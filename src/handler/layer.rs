//! Tracing layer that ships log events to InfluxDB
//!
//! Every event becomes one [`Point`] queued on an [`AsyncWriter`]. Events
//! from this crate and from the HTTP stack underneath it are skipped, or
//! writing a batch would itself produce more events to write.

use super::point::Point;
use super::writer::AsyncWriter;
use crate::config::{PointStyleKind, WriterConfig};
use crate::record::LEVEL_TAG;
use chrono::{DateTime, Utc};
use std::fmt;
use tracing::field::{Field, Visit};
use tracing::{Event, Level, Metadata, Subscriber};
use tracing_subscriber::{layer::Context, registry::LookupSpan, Layer};

const DEFAULT_IGNORED_TARGETS: &[&str] =
    &[env!("CARGO_CRATE_NAME"), "reqwest", "hyper", "hyper_util", "h2", "rustls"];

/// Event field naming the kind of `error` attached to an event
pub const ERROR_TYPE_FIELD: &str = "error_type";

const DEFAULT_EXCEPTION_TYPE: &str = "Error";

/// Shape of the points written for each event
#[derive(Debug, Clone, PartialEq, Eq, Default)]
pub enum PointStyle {
    /// Tags: logger, level, level_number, filename, line_number, module
    #[default]
    Structured,
    /// A pre-formatted `[time] [LEVEL] target: message` line, tagged with
    /// the bot name and optional shard id. Events with an `error` field
    /// also get an `exception_type` tag, taken from `error_type`.
    Prefixed {
        bot: String,
        shard_id: Option<String>,
    },
}

impl PointStyle {
    pub fn from_config(config: &WriterConfig) -> Self {
        match config.style {
            PointStyleKind::Structured => PointStyle::Structured,
            PointStyleKind::Prefixed => PointStyle::Prefixed {
                bot: config.bot.clone().unwrap_or_default(),
                shard_id: config.shard_id.clone(),
            },
        }
    }
}

pub struct InfluxLayer {
    writer: AsyncWriter,
    measurement: String,
    style: PointStyle,
    ignored_targets: Vec<String>,
}

impl InfluxLayer {
    pub fn new(writer: AsyncWriter, measurement: impl Into<String>, style: PointStyle) -> Self {
        Self {
            writer,
            measurement: measurement.into(),
            style,
            ignored_targets: DEFAULT_IGNORED_TARGETS
                .iter()
                .map(|t| t.to_string())
                .collect(),
        }
    }

    /// Also skip events whose target is `target` or one of its submodules
    pub fn with_ignored_target(mut self, target: impl Into<String>) -> Self {
        self.ignored_targets.push(target.into());
        self
    }

    fn is_ignored(&self, target: &str) -> bool {
        self.ignored_targets.iter().any(|ignored| {
            target == ignored
                || target
                    .strip_prefix(ignored.as_str())
                    .is_some_and(|rest| rest.starts_with("::"))
        })
    }

    fn build_point(
        &self,
        metadata: &Metadata<'_>,
        mut fields: EventFields,
        timestamp: DateTime<Utc>,
    ) -> Point {
        let level = metadata.level();
        let target = metadata.target();
        let mut point = Point::new(&self.measurement).timestamp(timestamp);

        let message = match &self.style {
            PointStyle::Structured => {
                point = point
                    .tag("logger", target)
                    .tag(LEVEL_TAG, level.to_string())
                    .tag("level_number", level_number(level).to_string())
                    .tag("filename", metadata.file().map(basename).unwrap_or_default())
                    .tag(
                        "line_number",
                        metadata.line().map(|l| l.to_string()).unwrap_or_default(),
                    )
                    .tag("module", metadata.module_path().unwrap_or_default());

                if let Some(error) = fields.error {
                    point = point.tag("error", error);
                }
                fields.message
            }
            PointStyle::Prefixed { bot, shard_id } => {
                point = point
                    .tag("bot", bot.as_str())
                    .tag("shard_id", shard_id.clone().unwrap_or_default())
                    .tag(LEVEL_TAG, level.to_string());

                let mut message = format!(
                    "[{}] [{:<8}] {}: {}",
                    timestamp.format("%Y-%m-%d %H:%M:%S,%3f"),
                    level.as_str(),
                    target,
                    fields.message
                );
                if let Some(error) = fields.error {
                    let exception_type = fields.error_type.take();
                    point = point.tag(
                        "exception_type",
                        exception_type.unwrap_or_else(|| DEFAULT_EXCEPTION_TYPE.to_string()),
                    );
                    message.push('\n');
                    message.push_str(&error);
                }
                message
            }
        };

        if let Some(error_type) = fields.error_type {
            point = point.tag(ERROR_TYPE_FIELD, error_type);
        }
        for (key, value) in fields.extra {
            point = point.tag(key, value);
        }

        point.field(crate::query::MESSAGE_FIELD, message)
    }
}

impl<S> Layer<S> for InfluxLayer
where
    S: Subscriber + for<'a> LookupSpan<'a>,
{
    fn on_event(&self, event: &Event<'_>, _ctx: Context<'_, S>) {
        let metadata = event.metadata();
        if self.is_ignored(metadata.target()) {
            return;
        }

        let mut fields = EventFields::default();
        event.record(&mut fields);

        let point = self.build_point(metadata, fields, Utc::now());
        self.writer.write_point(&point);
    }
}

/// Numeric severity, on the scale most log consumers already filter by
pub fn level_number(level: &Level) -> u8 {
    match *level {
        Level::TRACE => 5,
        Level::DEBUG => 10,
        Level::INFO => 20,
        Level::WARN => 30,
        Level::ERROR => 40,
    }
}

fn basename(path: &str) -> &str {
    path.rsplit(['/', '\\']).next().unwrap_or(path)
}

#[derive(Default)]
struct EventFields {
    message: String,
    error: Option<String>,
    error_type: Option<String>,
    extra: Vec<(String, String)>,
}

impl EventFields {
    fn set(&mut self, field: &Field, value: String) {
        match field.name() {
            "message" => self.message = value,
            "error" => self.error = Some(value),
            ERROR_TYPE_FIELD => self.error_type = Some(value),
            name => self.extra.push((name.to_string(), value)),
        }
    }
}

impl Visit for EventFields {
    fn record_debug(&mut self, field: &Field, value: &dyn fmt::Debug) {
        self.set(field, format!("{:?}", value));
    }

    fn record_str(&mut self, field: &Field, value: &str) {
        self.set(field, value.to_string());
    }

    fn record_error(&mut self, field: &Field, value: &(dyn std::error::Error + 'static)) {
        self.set(field, value.to_string());
    }
}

====

▶ [INSTRUCTIONS FOR THE TASK]:
Would you copy the entire listing exactly, missing nothing?

▶ [COMPLETED TASK]:
filename src/handler/layer.rs
//! Tracing layer that ships log events to InfluxDB
//!
//! Every event becomes one [`Point`] queued on an [`AsyncWriter`]. Events
//! from this crate and from the HTTP stack underneath it are skipped, or
//! writing a batch would itself produce more events to write.

use super::point::Point;
use super::writer::AsyncWriter;
use crate::config::{PointStyleKind, WriterConfig};
use crate::record::LEVEL_TAG;
use chrono::{DateTime, Utc};
use std::fmt;
use tracing::field::{Field, Visit};
use tracing::{Event, Level, Metadata, Subscriber};
use tracing_subscriber::{layer::Context, registry::LookupSpan, Layer};

const DEFAULT_IGNORED_TARGETS: &[&str] =
    &[env!("CARGO_CRATE_NAME"), "reqwest", "hyper", "hyper_util", "h2", "rustls"];

/// Event field naming the kind of `error` attached to an event
pub const ERROR_TYPE_FIELD: &str = "error_type";

const DEFAULT_EXCEPTION_TYPE: &str = "Error";

/// Shape of the points written for each event
#[derive(Debug, Clone, PartialEq, Eq, Default)]
pub enum PointStyle {
    /// Tags: logger, level, level_number, filename, line_number, module
    #[default]
    Structured,
    /// A pre-formatted `[time] [LEVEL] target: message` line, tagged with
    /// the bot name and optional shard id. Events with an `error` field
    /// also get an `exception_type` tag, taken from `error_type`.
    Prefixed {
        bot: String,
        shard_id: Option<String>,
    },
}

impl PointStyle {
    pub fn from_config(config: &WriterConfig) -> Self {
        match config.style {
            PointStyleKind::Structured => PointStyle::Structured,
            PointStyleKind::Prefixed => PointStyle::Prefixed {
                bot: config.bot.clone().unwrap_or_default(),
                shard_id: config.shard_id.clone(),
            },
        }
    }
}

pub struct InfluxLayer {
    writer: AsyncWriter,
    measurement: String,
    style: PointStyle,
    ignored_targets: Vec<String>,
}

impl InfluxLayer {
    pub fn new(writer: AsyncWriter, measurement: impl Into<String>, style: PointStyle) -> Self {
        Self {
            writer,
            measurement: measurement.into(),
            style,
            ignored_targets: DEFAULT_IGNORED_TARGETS
                .iter()
                .map(|t| t.to_string())
                .collect(),
        }
    }

    /// Also skip events whose target is `target` or one of its submodules
    pub fn with_ignored_target(mut self, target: impl Into<String>) -> Self {
        self.ignored_targets.push(target.into());
        self
    }

    fn is_ignored(&self, target: &str) -> bool {
        self.ignored_targets.iter().any(|ignored| {
            target == ignored
                || target
                    .strip_prefix(ignored.as_str())
                    .is_some_and(|rest| rest.starts_with("::"))
        })
    }

    fn build_point(
        &self,
        metadata: &Metadata<'_>,
        mut fields: EventFields,
        timestamp: DateTime<Utc>,
    ) -> Point {
        let level = metadata.level();
        let target = metadata.target();
        let mut point = Point::new(&self.measurement).timestamp(timestamp);

        let message = match &self.style {
            PointStyle::Structured => {
                point = point
                    .tag("logger", target)
                    .tag(LEVEL_TAG, level.to_string())
                    .tag("level_number", level_number(level).to_string())
                    .tag("filename", metadata.file().map(basename).unwrap_or_default())
                    .tag(
                        "line_number",
                        metadata.line().map(|l| l.to_string()).unwrap_or_default(),
                    )
                    .tag("module", metadata.module_path().unwrap_or_default());

                if let Some(error) = fields.error {
                    point = point.tag("error", error);
                }
                fields.message
            }
            PointStyle::Prefixed { bot, shard_id } => {
                point = point
                    .tag("bot", bot.as_str())
                    .tag("shard_id", shard_id.clone().unwrap_or_default())
                    .tag(LEVEL_TAG, level.to_string());

                let mut message = format!(
                    "[{}] [{:<8}] {}: {}",
                    timestamp.format("%Y-%m-%d %H:%M:%S,%3f"),
                    level.as_str(),
                    target,
                    fields.message
                );
                if let Some(error) = fields.error {
                    let exception_type = fields.error_type.take();
                    point = point.tag(
                        "exception_type",
                        exception_type.unwrap_or_else(|| DEFAULT_EXCEPTION_TYPE.to_string()),
                    );
                    message.push('\n');
                    message.push_str(&error);
                }
                message
            }
        };

        if let Some(error_type) = fields.error_type {
            point = point.tag(ERROR_TYPE_FIELD, error_type);
        }
        for (key, value) in fields.extra {
            point = point.tag(key, value);
        }

        point.field(crate::query::MESSAGE_FIELD, message)
    }
}

impl<S> Layer<S> for InfluxLayer
where
    S: Subscriber + for<'a> LookupSpan<'a>,
{
    fn on_event(&self, event: &Event<'_>, _ctx: Context<'_, S>) {
        let metadata = event.metadata();
        if self.is_ignored(metadata.target()) {
            return;
        }

        let mut fields = EventFields::default();
        event.record(&mut fields);

        let point = self.build_point(metadata, fields, Utc::now());
        self.writer.write_point(&point);
    }
}

/// Numeric severity, on the scale most log consumers already filter by
pub fn level_number(level: &Level) -> u8 {
    match *level {
        Level::TRACE => 5,
        Level::DEBUG => 10,
        Level::INFO => 20,
        Level::WARN => 30,
        Level::ERROR => 40,
    }
}

fn basename(path: &str) -> &str {
    path.rsplit(['/', '\\']).next().unwrap_or(path)
}

#[derive(Default)]
struct EventFields {
    message: String,
    error: Option<String>,
    error_type: Option<String>,
    extra: Vec<(String, String)>,
}

impl EventFields {
    fn set(&mut self, field: &Field, value: String) {
        match field.name() {
            "message" => self.message = value,
            "error" => self.error = Some(value),
            ERROR_TYPE_FIELD => self.error_type = Some(value),
            name => self.extra.push((name.to_string(), value)),
        }
    }
}

impl Visit for EventFields {
    fn record_debug(&mut self, field: &Field, value: &dyn fmt::Debug) {
        self.set(field, format!("{:?}", value));
    }

    fn record_str(&mut self, field: &Field, value: &str) {
        self.set(field, value.to_string());
    }

    fn record_error(&mut self, field: &Field, value: &(dyn std::error::Error + 'static)) {
        self.set(field, value.to_string());
    }
}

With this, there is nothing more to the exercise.